Measures for the improvement of revenue sources of urban local bodies:

 

Municipal Asset Management: Municipal Corporations typically have few ways to generate income, and many of those ways are either underutilised or undeveloped. For instance, not every property has a property tax assessment. Assets are undervalued, and many trades are not assessed for trade tax, licence fees, and encroaching on municipal properties, among other things. At the same time, they lack adequate procedures for managing expenses and connecting budgets and accounting systems. Together, these two factors make the Corporation less creditworthy since they restrict both its ability to provide services effectively and its ability to raise money from the capital market, pooled funds, and unique programmes like JNNURM, among other sources.
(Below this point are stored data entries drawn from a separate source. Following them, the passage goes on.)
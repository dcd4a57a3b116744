//! Reminder registry

use crate::{
    types::{Principal, Reminder, Tick},
    Error, Result,
};
use serde::{Deserialize, Serialize};
use std::collections::BTreeMap;

#[derive(Debug, Clone, Default, Serialize, Deserialize)]
struct PrincipalReminders {
    last_id: u64,
    // Keyed by id, so iteration is already id-ascending
    entries: BTreeMap<u64, Reminder>,
}

/// Scheduled notifications per principal
#[derive(Debug, Clone, Default, Serialize, Deserialize)]
pub struct ReminderRegistry {
    principals: BTreeMap<Principal, PrincipalReminders>,
}

impl ReminderRegistry {
    /// Create empty registry
    pub fn new() -> Self {
        Self::default()
    }

    /// Schedule a reminder; returns its id
    pub fn set(&mut self, principal: &Principal, message: impl Into<String>, due_tick: Tick, now: Tick) -> Result<u64> {
        if due_tick <= now {
            return Err(Error::InvalidAmount(format!(
                "due tick {} is not after current tick {}",
                due_tick, now
            )));
        }

        let slot = self.principals.entry(principal.clone()).or_default();
        let id = slot.last_id + 1;
        slot.last_id = id;
        slot.entries.insert(
            id,
            Reminder {
                id,
                message: message.into(),
                due_tick,
                notified: false,
            },
        );
        Ok(id)
    }

    /// Un-notified reminders ordered by due tick, then id
    pub fn upcoming(&self, principal: &Principal) -> Vec<Reminder> {
        self.pending(principal, |_| true)
    }

    /// Un-notified reminders already due at `now`
    pub fn due(&self, principal: &Principal, now: Tick) -> Vec<Reminder> {
        self.pending(principal, |r| r.due_tick <= now)
    }

    /// Reminder by id
    pub fn get(&self, principal: &Principal, id: u64) -> Option<&Reminder> {
        self.principals.get(principal).and_then(|slot| slot.entries.get(&id))
    }

    /// Flag a reminder as delivered. Returns `true` when the flag changed,
    /// `false` when it was already set.
    pub fn mark_notified(&mut self, principal: &Principal, id: u64) -> Result<bool> {
        let reminder = self
            .principals
            .get_mut(principal)
            .and_then(|slot| slot.entries.get_mut(&id))
            .ok_or_else(|| Error::NotFound(format!("no reminder {} for {}", id, principal)))?;

        if reminder.notified {
            return Ok(false);
        }
        reminder.notified = true;
        Ok(true)
    }

    fn pending(&self, principal: &Principal, keep: impl Fn(&Reminder) -> bool) -> Vec<Reminder> {
        let mut reminders: Vec<Reminder> = self
            .principals
            .get(principal)
            .map(|slot| {
                slot.entries
                    .values()
                    .filter(|r| !r.notified && keep(r))
                    .cloned()
                    .collect()
            })
            .unwrap_or_default();
        // Stable sort keeps id order among equal due ticks
        reminders.sort_by_key(|r| r.due_tick);
        reminders
    }
}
ULBs typically own a sizable amount of real estate as fixed assets.

 

However, very few local organisations have taken advantage of these properties' economic potential to produce non-tax income. The majority of ULBs do not maintain accurate asset inventories or consistently update them. As a city grows, towns on the outskirts are frequently included into its municipal boundaries. Municipal ownership then takes over panchayat land. By deducting 30% of the cost of the land and stores' development, the Guntur Municipal Corporation brought all the subleased municipal shops into the fold. The aquarium and wedding venues were leased by the Vishakhapatnam Municipal Corporation for set daily charges.

 

User Fees and Charges: Focusing on this area will help to better mobilise resources and link the collection of taxes with the provision of services. User fees encourage efficiency by giving public service providers information on demand and ensuring that what the public sector provides is appreciated (at the margin) by the general public. They benefit from coupling the mobilised income to the prices of the services being rendered. If the ULBs' loans are repaid with project revenues, institutional financing of projects is conceivable. The users pay/beneficiaries pay principle may be used to create user fees.

 

The latter is appropriate for the exclusionary principle to be applied. The customers can be identified, and it is possible to quantify the number of services utilised. If customers don't pay for the services they use, the service may be cut off.

 

Using Land as Resource: The value of the land near an infrastructure investment rises as a result of the building of infrastructure. Unused land that is owned by municipal or state governments has a market value and could be used to achieve development goals outlined in a city development plan (CDP). In fast-growing cities like Bangalore, Mumbai, and Pune, the conversion of land values into the resources required to pay for infrastructure is a significant alternative to using debt finance.